Deep Learning Systems

smokel · 2 years ago

I really like the sneers about some terrible naming, e.g. in the slide on "The self-attention operation":

> “keys”, “queries”, “values”, in one of the least-meaningful semantic designations we have in deep learning

And in the context of LSTMs:

> throwing in some other names, like “forget gate”, “input gate”, “output gate” for good measure

This makes me feel more confident about actually understanding these topics. Before, I was totally misled by the awkward terminology.

sva_ · 2 years ago

It gets even worse when you see how the ML community likes to bastardize terms from neuroscience.

But I think it is good to have memorable names that one can use to talk about the concepts verbally.

jeron · 2 years ago

simply operator overloading

visarga · 2 years ago

> “forget gate”, “input gate”, “output gate”

These are legit:

cell_h = cell_(h-1) * forget_gate + tanh(linear(input_h)) * input_gate

out_h = cell_h * output_gate

see? forget_gate masks input by multiplying with numbers in [0, 1], input_gate controls the external input, output_gate controls the output of course

p1esk · 2 years ago

The names make sense to me once I understood what they represent. How else would you like to call them?

smokel · 2 years ago

I understand the terminology in the context of the original papers, but to me the metaphors don't seem to generalize well, or at least not in the suggested direction.

This is probably just an unfortunate situation, due to progressive understanding. Pointing this out in the slides gave me a sense of relief.

Personally, I wouldn't put names to every minor part of an algorithm or formula that was discovered to work empirically. But then again, I haven't discovered anything, and the authors of the respective papers certainly deserve some credit for their inventions!

0cf8612b2e1e · 2 years ago

I also enjoy how ML likes to twist statistical nomenclature enough to be irritating.

chefandy · 2 years ago

I find open educational resources just so dang heartwarming.

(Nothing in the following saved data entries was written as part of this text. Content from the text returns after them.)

//! Message templates with named holes
//!
//! `"User {UserId} created {Address}"` rendered with `[42, "x@tmp.io"]` becomes
//! `"User 42 created x@tmp.io"`, and the named holes are captured as properties
//! (`UserId=42`, `Address=x@tmp.io`). Holes are filled in order of appearance; purely
//! numeric holes (`{0}`) index the argument list and are not captured. `{{` and `}}`
//! produce literal braces. Holes without an argument are left as written.

use super::properties::{FieldValue, Properties};

/// Rendered message plus the properties captured from named holes
#[derive(Debug, Clone, PartialEq)]
pub struct RenderedMessage {
    pub message: String,
    pub properties: Properties,
}

pub fn render(template: &str, args: &[FieldValue]) -> RenderedMessage {
    let mut message = String::with_capacity(template.len());
    let mut properties = Properties::new();
    let mut next_arg = 0;
    let mut chars = template.char_indices().peekable();

    while let Some((start, c)) = chars.next() {
        match c {
            '{' if matches!(chars.peek(), Some((_, '{'))) => {
                chars.next();
                message.push('{');
            }
            '}' if matches!(chars.peek(), Some((_, '}'))) => {
                chars.next();
                message.push('}');
            }
            '{' => {
                let Some(end) = template[start + 1..].find('}') else {
                    message.push_str(&template[start..]);
                    break;
                };
                let hole = &template[start + 1..start + 1 + end];
                // skip the hole body and the closing brace
                for _ in 0..hole.chars().count() + 1 {
                    chars.next();
                }

                // `{Name:format}` keeps only the name
                let name = hole.split(':').next().unwrap_or(hole).trim();
                let value = match name.parse::<usize>() {
                    Ok(index) => args.get(index),
                    Err(_) => {
                        let value = args.get(next_arg);
                        next_arg += 1;
                        if let Some(value) = value {
                            properties.insert(name.to_string(), value.clone());
                        }
                        value
                    }
                };

                match value {
                    Some(value) => message.push_str(&value.to_string()),
                    None => {
                        message.push('{');
                        message.push_str(hole);
                        message.push('}');
                    }
                }
            }
            _ => message.push(c),
        }
    }

    RenderedMessage {
        message,
        properties,
    }
}
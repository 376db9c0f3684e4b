//! Error types for the simulator.

use thiserror::Error;

/// Crate-wide result alias.
pub type Result<T> = std::result::Result<T, SimError>;

/// Errors raised by state construction, operator application, and
/// measurement.
#[derive(Error, Debug, Clone, PartialEq)]
pub enum SimError {
    /// Construction parameters are unusable; the caller must not proceed.
    #[error("invalid configuration: {0}")]
    InvalidConfiguration(String),

    /// Operator and state dimensions disagree. Indicates an internal
    /// construction bug, not a caller mistake.
    #[error("dimension mismatch: operator is {operator}x{operator}, state is {state}x{state}")]
    DimensionMismatch { operator: usize, state: usize },

    /// Mode index outside `[0, num_modes)`. The call is rejected; the
    /// circuit is untouched.
    #[error("mode {mode} out of range for {num_modes} modes")]
    InvalidMode { mode: usize, num_modes: usize },

    /// Input too small or empty for the requested computation.
    #[error("degenerate input: {0}")]
    DegenerateInput(String),
}
//! Stochastic loss and dephasing applied after each circuit operation.

use rand::Rng;
use serde::{Deserialize, Serialize};

use crate::error::{Result, SimError};
use crate::operator::phase_operator;
use crate::state::DensityMatrix;

/// Loss and dephasing probabilities, fixed for the lifetime of a channel.
#[derive(Debug, Clone, Copy, PartialEq, Serialize, Deserialize)]
pub struct NoiseParameters {
    /// Probability per application that the state is attenuated.
    pub loss_rate: f64,
    /// Probability per application that a random phase kick is applied.
    pub dephasing_rate: f64,
}

impl Default for NoiseParameters {
    fn default() -> Self {
        Self {
            loss_rate: 0.1,
            dephasing_rate: 0.05,
        }
    }
}

impl NoiseParameters {
    /// No-op noise, used to run circuits coherently.
    pub fn noiseless() -> Self {
        Self {
            loss_rate: 0.0,
            dephasing_rate: 0.0,
        }
    }

    /// Both rates must be probabilities.
    pub fn validate(&self) -> Result<()> {
        for (name, rate) in [
            ("loss_rate", self.loss_rate),
            ("dephasing_rate", self.dephasing_rate),
        ] {
            if !(0.0..=1.0).contains(&rate) || rate.is_nan() {
                return Err(SimError::InvalidConfiguration(format!(
                    "{name} must be in [0, 1], got {rate}"
                )));
            }
        }
        Ok(())
    }
}

/// Noise channel drawing independent Bernoulli trials for loss and
/// dephasing on each application.
///
/// Loss attenuates the whole density matrix by `1 - loss_rate`, a crude
/// amplitude-damping stand-in that deflates the trace. This is not a
/// trace-preserving channel; downstream consumers must not assume unit
/// trace after noise has run.
#[derive(Debug, Clone)]
pub struct NoiseChannel {
    params: NoiseParameters,
}

impl NoiseChannel {
    pub fn new(params: NoiseParameters) -> Result<Self> {
        params.validate()?;
        Ok(Self { params })
    }

    pub fn params(&self) -> NoiseParameters {
        self.params
    }

    /// Apply loss then dephasing to `mode`, mutating the state in place.
    ///
    /// Draw order is part of the contract: one uniform draw for the loss
    /// trial, one for the dephasing trial, and a third for the phase angle
    /// only when dephasing triggers. Seeded runs depend on this sequence.
    pub fn apply<R: Rng>(
        &self,
        state: &mut DensityMatrix,
        mode: usize,
        rng: &mut R,
    ) -> Result<()> {
        state.space().check_mode(mode)?;

        let u1: f64 = rng.gen();
        if u1 < self.params.loss_rate {
            state.scale(1.0 - self.params.loss_rate);
        }

        let u2: f64 = rng.gen();
        if u2 < self.params.dephasing_rate {
            let phi = rng.gen_range(0.0..std::f64::consts::TAU);
            let op = phase_operator(state.space(), mode, phi)?;
            state.apply_unitary(&op)?;
        }

        Ok(())
    }
}

#[cfg(test)]
mod tests {
    use super::*;
    use crate::hilbert::HilbertSpace;
    use approx::assert_relative_eq;
    use rand::rngs::StdRng;
    use rand::SeedableRng;

    #[test]
    fn test_rates_validated() {
        let bad = NoiseParameters {
            loss_rate: 1.5,
            dephasing_rate: 0.0,
        };
        assert!(NoiseChannel::new(bad).is_err());
    }

    #[test]
    fn test_noiseless_channel_is_noop() {
        let space = HilbertSpace::new(2, 2).unwrap();
        let mut state = DensityMatrix::vacuum(space);
        let channel = NoiseChannel::new(NoiseParameters::noiseless()).unwrap();
        let mut rng = StdRng::seed_from_u64(7);

        for _ in 0..50 {
            channel.apply(&mut state, 0, &mut rng).unwrap();
        }
        assert_relative_eq!(state.trace().re, 1.0, epsilon = 1e-12);
        assert!(state.is_hermitian(1e-12));
    }

    #[test]
    fn test_certain_loss_deflates_trace() {
        let space = HilbertSpace::new(1, 1).unwrap();
        let mut state = DensityMatrix::vacuum(space);
        let channel = NoiseChannel::new(NoiseParameters {
            loss_rate: 0.5,
            dephasing_rate: 0.0,
        })
        .unwrap();
        // loss_rate 0.5 triggers whenever u1 < 0.5; run enough applications
        // that at least one trigger is certain for this seed.
        let mut rng = StdRng::seed_from_u64(42);
        for _ in 0..20 {
            channel.apply(&mut state, 0, &mut rng).unwrap();
        }
        assert!(state.trace().re < 1.0);
        assert!(state.is_finite());
    }

    #[test]
    fn test_draw_sequence_reproducible() {
        let space = HilbertSpace::new(2, 3).unwrap();
        let channel = NoiseChannel::new(NoiseParameters::default()).unwrap();

        let mut a = DensityMatrix::vacuum(space);
        let mut b = DensityMatrix::vacuum(space);
        let mut rng_a = StdRng::seed_from_u64(123);
        let mut rng_b = StdRng::seed_from_u64(123);

        for _ in 0..100 {
            channel.apply(&mut a, 1, &mut rng_a).unwrap();
            channel.apply(&mut b, 1, &mut rng_b).unwrap();
        }
        assert_eq!(a.matrix(), b.matrix());
    }
}
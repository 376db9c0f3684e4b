//! Photonic circuit: sequential operator application, noise coupling, and
//! measurement.

use std::fs;
use std::path::Path;

use ndarray::Array2;
use num_complex::Complex64;
use rand::rngs::StdRng;
use rand::{Rng, SeedableRng};
use serde::{Deserialize, Serialize};
use tracing::debug;

use crate::analysis::{self, StateAnalysis};
use crate::error::{Result, SimError};
use crate::hilbert::HilbertSpace;
use crate::noise::{NoiseChannel, NoiseParameters};
use crate::operator::phase_operator;
use crate::randomness::BitStream;
use crate::state::DensityMatrix;
use crate::tomography::StateTomography;
use crate::wigner::WignerFunction;

/// Tunable circuit parameters with JSON persistence.
#[derive(Debug, Clone, PartialEq, Serialize, Deserialize)]
pub struct CircuitConfig {
    /// Noise rates applied after every coherent operation.
    pub noise: NoiseParameters,
    /// Probability that the detector registers a measurement at all.
    pub detector_efficiency: f64,
    /// Seed for the circuit's random source. `None` seeds from OS entropy.
    pub seed: Option<u64>,
}

impl Default for CircuitConfig {
    fn default() -> Self {
        Self {
            noise: NoiseParameters::default(),
            detector_efficiency: 0.9,
            seed: None,
        }
    }
}

impl CircuitConfig {
    pub fn with_seed(mut self, seed: u64) -> Self {
        self.seed = Some(seed);
        self
    }

    pub fn with_noise(mut self, noise: NoiseParameters) -> Self {
        self.noise = noise;
        self
    }

    pub fn with_detector_efficiency(mut self, efficiency: f64) -> Self {
        self.detector_efficiency = efficiency;
        self
    }

    fn validate(&self) -> Result<()> {
        self.noise.validate()?;
        if !(0.0..=1.0).contains(&self.detector_efficiency) || self.detector_efficiency.is_nan() {
            return Err(SimError::InvalidConfiguration(format!(
                "detector_efficiency must be in [0, 1], got {}",
                self.detector_efficiency
            )));
        }
        Ok(())
    }

    /// Save configuration to a JSON file.
    pub fn save(&self, filepath: &Path) -> std::io::Result<()> {
        let json = serde_json::to_string_pretty(self).map_err(std::io::Error::other)?;
        fs::write(filepath, json)
    }

    /// Load configuration from a JSON file.
    pub fn load(filepath: &Path) -> std::io::Result<Self> {
        let json = fs::read_to_string(filepath)?;
        serde_json::from_str(&json).map_err(std::io::Error::other)
    }
}

/// Multi-mode photonic circuit over a truncated Fock space.
///
/// Owns its density matrix (vacuum at construction), a noise channel, and a
/// seedable random source. Every coherent operation is immediately followed
/// by a noise application on the same mode; the two cannot be separated.
/// All randomness flows through the one owned generator, so a seeded
/// circuit replays its entire evolution exactly.
///
/// `Clone` deep-copies the state and the generator, leaving the original
/// circuit unaffected by anything done to the copy.
#[derive(Debug, Clone)]
pub struct PhotonicCircuit {
    space: HilbertSpace,
    state: DensityMatrix,
    noise: NoiseChannel,
    detector_efficiency: f64,
    rng: StdRng,
}

impl PhotonicCircuit {
    /// Create a circuit in the vacuum state with default noise
    /// (loss 0.1, dephasing 0.05) and detector efficiency 0.9.
    pub fn new(num_modes: usize, max_photons: usize) -> Result<Self> {
        Self::with_config(num_modes, max_photons, &CircuitConfig::default())
    }

    /// Create a circuit with explicit noise, detector, and seed settings.
    pub fn with_config(
        num_modes: usize,
        max_photons: usize,
        config: &CircuitConfig,
    ) -> Result<Self> {
        config.validate()?;
        let space = HilbertSpace::new(num_modes, max_photons)?;
        let rng = match config.seed {
            Some(seed) => StdRng::seed_from_u64(seed),
            None => StdRng::from_entropy(),
        };
        Ok(Self {
            space,
            state: DensityMatrix::vacuum(space),
            noise: NoiseChannel::new(config.noise)?,
            detector_efficiency: config.detector_efficiency,
            rng,
        })
    }

    pub fn space(&self) -> HilbertSpace {
        self.space
    }

    pub fn state(&self) -> &DensityMatrix {
        &self.state
    }

    pub fn noise_params(&self) -> NoiseParameters {
        self.noise.params()
    }

    /// Apply a phase shifter to `mode`, then the noise channel to the same
    /// mode. The noise step is part of the operation contract, not an
    /// option.
    pub fn add_phase_shifter(&mut self, mode: usize, phase: f64) -> Result<()> {
        self.space.check_mode(mode)?;
        debug!(mode, phase, "applying phase shifter");
        let op = phase_operator(self.space, mode, phase)?;
        self.state.apply_unitary(&op)?;
        self.noise.apply(&mut self.state, mode, &mut self.rng)
    }

    /// Measure the photon number of `mode`.
    ///
    /// Samples from the mode's marginal distribution on the state diagonal,
    /// then runs an independent detector-efficiency trial; a missed
    /// detection reports outcome 0. Two uniform draws per call, in that
    /// order. The state is not collapsed or re-prepared; repeated
    /// measurements resample the same evolved state.
    pub fn measure(&mut self, mode: usize) -> Result<u32> {
        self.space.check_mode(mode)?;

        let marginal = self.mode_marginal(mode);
        let total: f64 = marginal.iter().sum();

        let sampled = if total > 0.0 {
            let u = self.rng.gen::<f64>() * total;
            let mut cumulative = 0.0;
            let mut outcome = marginal.len() - 1;
            for (n, &p) in marginal.iter().enumerate() {
                cumulative += p;
                if u <= cumulative {
                    outcome = n;
                    break;
                }
            }
            outcome as u32
        } else {
            // Fully attenuated state: nothing left to detect, but the draw
            // sequence must stay aligned with the non-degenerate path.
            let _ = self.rng.gen::<f64>();
            0
        };

        let detected = self.rng.gen::<f64>() < self.detector_efficiency;
        let outcome = if detected { sampled } else { 0 };
        debug!(mode, outcome, detected, "measurement");
        Ok(outcome)
    }

    /// Marginal photon-number weights of `mode`, read off the diagonal.
    /// Not normalized; lossy noise deflates the total.
    fn mode_marginal(&self, mode: usize) -> Vec<f64> {
        let mut marginal = vec![0.0; self.space.per_mode_dimension()];
        for k in 0..self.space.total_dimension() {
            marginal[self.space.photon_number(k, mode)] += self.state.diagonal_probability(k);
        }
        marginal
    }

    /// Generate `num_bits` random bits: each draws a uniformly random mode,
    /// measures it, and keeps the outcome's parity.
    pub fn generate_random_bits(&mut self, num_bits: usize) -> Result<BitStream> {
        let mut bits = BitStream::new();
        for _ in 0..num_bits {
            let mode = self.rng.gen_range(0..self.space.num_modes());
            let outcome = self.measure(mode)?;
            bits.push((outcome % 2) as u8);
        }
        Ok(bits)
    }

    /// Purity and photon-number distribution of the current state.
    pub fn analyze(&self) -> StateAnalysis {
        analysis::analyze(&self.state)
    }

    /// Wigner quasi-probability grid of the current state at the given
    /// resolution, sampled for the reference mode 0.
    pub fn wigner_grid(&self, resolution: usize) -> Result<Array2<f64>> {
        WignerFunction::new(resolution)?.calculate(&self.state, 0)
    }

    /// Reconstruct an approximate single-mode state from repeated
    /// phase-shifted measurements.
    pub fn tomography(&self, mode: usize, num_measurements: usize) -> Result<Array2<Complex64>> {
        StateTomography::new(num_measurements)?.reconstruct(self, mode)
    }
}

junrushao1994 · 2 years ago

This is a particular unique course offering introduction on ML compilation and deployment :)

__rito__ · 2 years ago

I really liked the style of the instructor (Kolter), and the reason I like this course very much is because each lecture is followed by an implementation video along with the notebook file.

In most Deep Learning courses, the implementation is left to TAs and neither recorded nor made available. This course is an exception. Another bright exception is NYU Deep Learning course [0] by Yann LeCun and Alfredo Canziani. In that course, too, all recitations ("Practica") are recorded and made available. And Canziani is a great teacher.

[0]: https://atcold.github.io/pytorch-Deep-Learning

lyapunova · 2 years ago

I also really like the instructor for this course!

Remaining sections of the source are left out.